The verdict came after two weeks of testimony by a parade of medical experts in one of the longest August trials in recent memory in Oxford County Superior Court.
The nine-member panel ruled 6-3 in favor of Stephens Memorial Hospital in Norway and its radiologist, Dr. Edwin Krajci, along with Dr. Francis Kieliszek of Oxford Hills Internal Medicine. All three were named in the lawsuit brought by Judith Mitchell-Layton, who maintains the cancer could have been treated a lot less invasively had it been discovered sooner.
“Obviously we’re very disappointed,” said Alison Denham of the Portland law firm of Douglas Denham Buccina and Ernst, which represented Mitchell-Layton. The jury deliberated for five hours before returning its verdict just before 5 p.m.
During closing arguments Friday, Mitchell-Layton’s lawyer, Deborah Buccina, reminded jurors of expert opinions they heard indicating that Krajci failed to properly diagnose results of Mitchell-Layton’s October 1999 mammogram.
He should have seen a mass or tumor in the results, Buccina said, but interpreted the results as uncertain because of inadequate compression on the breast.
Kieliszak, in turn, dropped the ball, Buccina said, in not making it clear to Mitchell-Layton that she needed to be retested because the results were suspicious.
Mitchell-Layton said she also never received a letter about the results as required under the Mammography Quality Standards Act. Buccina said her client would have responded immediately if she had gotten such a letter.
“Judy Mitchell does not have a death wish,” Buccina said. Now Mitchell-Layton has lost her right breast and has a decreased life expectancy, said Buccina, and, “None of this would have had to happen if she had been diagnosed properly in 1999.”
But Krajci lawyer Thomas Coffin reminded jurors of testimony by Dr.
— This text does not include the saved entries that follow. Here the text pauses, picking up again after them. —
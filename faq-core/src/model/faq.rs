use serde::{Deserialize, Serialize};

/// One FAQ entry in canonical shape: plain strings and string lists only.
#[derive(Debug, Serialize, Deserialize, Clone, Default, PartialEq, Eq)]
#[serde(rename_all = "camelCase")]
pub struct FaqRecord {
    pub id: String,

    #[serde(default)]
    pub category: String,

    /// Empty means "uncategorized".
    #[serde(default)]
    pub subcategory: String,

    #[serde(default)]
    pub question: String,

    #[serde(default)]
    pub symptoms: Vec<String>,

    #[serde(default)]
    pub root_causes: Vec<String>,

    #[serde(default)]
    pub solution_steps: Vec<String>,

    #[serde(default)]
    pub notes: Vec<String>,

    #[serde(default)]
    pub tags: Vec<String>,

    #[serde(default)]
    pub keywords: Vec<String>,

    #[serde(default)]
    pub error_codes: Vec<String>,

    #[serde(default)]
    pub related_faq_ids: Vec<String>,

    #[serde(default)]
    pub images: Vec<ImageAttachment>,

    #[serde(default)]
    pub last_updated: String,

    /// Question in the other search languages (unified datasets only).
    #[serde(default, skip_serializing_if = "Vec::is_empty")]
    pub alt_questions: Vec<String>,

    /// Category, subcategory, section lists and captions in the other
    /// search languages (unified datasets only).
    #[serde(default, skip_serializing_if = "Vec::is_empty")]
    pub search_text: Vec<String>,
}

#[derive(Debug, Serialize, Deserialize, Clone, Default, PartialEq, Eq)]
pub struct ImageAttachment {
    #[serde(default)]
    pub id: String,

    /// Relative asset path or `data:` URI.
    #[serde(default, rename = "dataUrl", alias = "src", alias = "path")]
    pub source: String,

    #[serde(default)]
    pub caption: String,
}

impl ImageAttachment {
    pub fn is_inline(&self) -> bool {
        self.source.starts_with("data:")
    }
}

#[derive(Debug, Serialize, Deserialize, Clone, Default, PartialEq, Eq)]
#[serde(rename_all = "camelCase")]
pub struct DatasetMeta {
    #[serde(default)]
    pub last_updated: String,

    #[serde(default)]
    pub scope: String,
}

#[derive(Debug, Serialize, Deserialize, Clone, Default, PartialEq, Eq)]
pub struct Dataset {
    #[serde(default)]
    pub faqs: Vec<FaqRecord>,

    #[serde(default, skip_serializing_if = "Option::is_none")]
    pub meta: Option<DatasetMeta>,
}

impl Dataset {
    pub fn find(&self, id: &str) -> Option<&FaqRecord> {
        self.faqs.iter().find(|f| f.id == id)
    }

    pub fn len(&self) -> usize {
        self.faqs.len()
    }

    pub fn is_empty(&self) -> bool {
        self.faqs.is_empty()
    }
}
use std::collections::HashMap;

use serde::ser::{SerializeSeq, Serializer};
use serde::Serialize;

use crate::model::faq::FaqRecord;

/// Bucket name for records without a subcategory.
pub const UNCATEGORIZED: &str = "—";

#[derive(Debug, Clone, Default, Serialize)]
pub struct TocTree<'a> {
    pub categories: Vec<CategoryNode<'a>>,
}

#[derive(Debug, Clone, Serialize)]
pub struct CategoryNode<'a> {
    pub name: String,
    /// Records across all subcategories.
    pub count: usize,
    pub subcategories: Vec<SubcategoryNode<'a>>,
}

#[derive(Debug, Clone, Serialize)]
pub struct SubcategoryNode<'a> {
    pub name: String,
    pub uncategorized: bool,
    #[serde(serialize_with = "serialize_entries")]
    pub records: Vec<&'a FaqRecord>,
}

#[derive(Serialize)]
struct TocEntry<'a> {
    id: &'a str,
    question: &'a str,
}

fn serialize_entries<S: Serializer>(records: &[&FaqRecord], s: S) -> Result<S::Ok, S::Error> {
    let mut seq = s.serialize_seq(Some(records.len()))?;
    for r in records {
        seq.serialize_element(&TocEntry {
            id: &r.id,
            question: &r.question,
        })?;
    }
    seq.end()
}

pub fn subcategory_key(record: &FaqRecord) -> &str {
    if record.subcategory.is_empty() {
        UNCATEGORIZED
    } else {
        &record.subcategory
    }
}

/// Groups records by category then subcategory, keeping first-seen order at
/// both levels and input order within each bucket.
pub fn group<'a, I>(records: I) -> TocTree<'a>
where
    I: IntoIterator<Item = &'a FaqRecord>,
{
    let mut categories: Vec<CategoryNode<'a>> = Vec::new();
    let mut cat_index: HashMap<&'a str, usize> = HashMap::new();
    let mut sub_index: HashMap<(usize, &'a str), usize> = HashMap::new();

    for record in records {
        let ci = *cat_index.entry(record.category.as_str()).or_insert_with(|| {
            categories.push(CategoryNode {
                name: record.category.clone(),
                count: 0,
                subcategories: Vec::new(),
            });
            categories.len() - 1
        });

        let cat = &mut categories[ci];
        let sub = subcategory_key(record);
        let si = *sub_index.entry((ci, sub)).or_insert_with(|| {
            cat.subcategories.push(SubcategoryNode {
                name: sub.to_string(),
                uncategorized: record.subcategory.is_empty(),
                records: Vec::new(),
            });
            cat.subcategories.len() - 1
        });

        cat.subcategories[si].records.push(record);
        cat.count += 1;
    }

    TocTree { categories }
}

/// TOC for the current view: the visible records, or the whole dataset when
/// nothing is visible so navigation never collapses.
pub fn build_toc<'a>(visible: &[&'a FaqRecord], all: &'a [FaqRecord]) -> TocTree<'a> {
    if visible.is_empty() {
        group(all)
    } else {
        group(visible.iter().copied())
    }
}

impl<'a> TocTree<'a> {
    pub fn category(&self, name: &str) -> Option<&CategoryNode<'a>> {
        self.categories.iter().find(|c| c.name == name)
    }

    pub fn total(&self) -> usize {
        self.categories.iter().map(|c| c.count).sum()
    }
}

impl<'a> CategoryNode<'a> {
    pub fn subcategory(&self, name: &str) -> Option<&SubcategoryNode<'a>> {
        self.subcategories.iter().find(|s| s.name == name)
    }
}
James Connolly, a professor of oncology at Harvard Medical School. Connolly said Mitchell-Layton’s cancer existed even before the 1999 mammogram – and that 10 months wouldn’t have made a significant difference in the treatment or outcome in her case.
He said Kieliszak’s office told Mitchell-Layton she needed to follow up the 1999 test with an ultrasound, but that she declined.
Coffin portrayed Mitchell-Layton as a person unwilling to accept responsibility for her own inaction. “She lashed out at these defendants for her perceived misfortune,” he said. “They would have you believe that there somehow was this multipronged conspiracy to fabricate records” in the case, he said.
“Make no mistake, these defendants have been harmed by her accusations. This is a small community hospital,” said Coffin. He pointed out that a malpractice panel that investigated Mitchell-Layton’s concerns found no failures on the part of either doctor or the hospital in following the proper standards of care in her case.
Kieliszak lawyer Mark Lavoie went even further than Coffin.
“If you think these doctors are fabricating documents and lying, by all means, find against them,” Lavoie said. He portrayed Mitchell-Layton as a woman who was dealing with business and personal problems in October of 1999 and had “too much on her plate” to deal with a mammogram retesting.
He said she acknowledged, when asked why she failed to get a mammogram in 1997, that “time slips away.” He asked why Mitchell-Layton continued to use Kieliszak as her doctor “until he said I can’t treat you anymore because you’ve sued me.”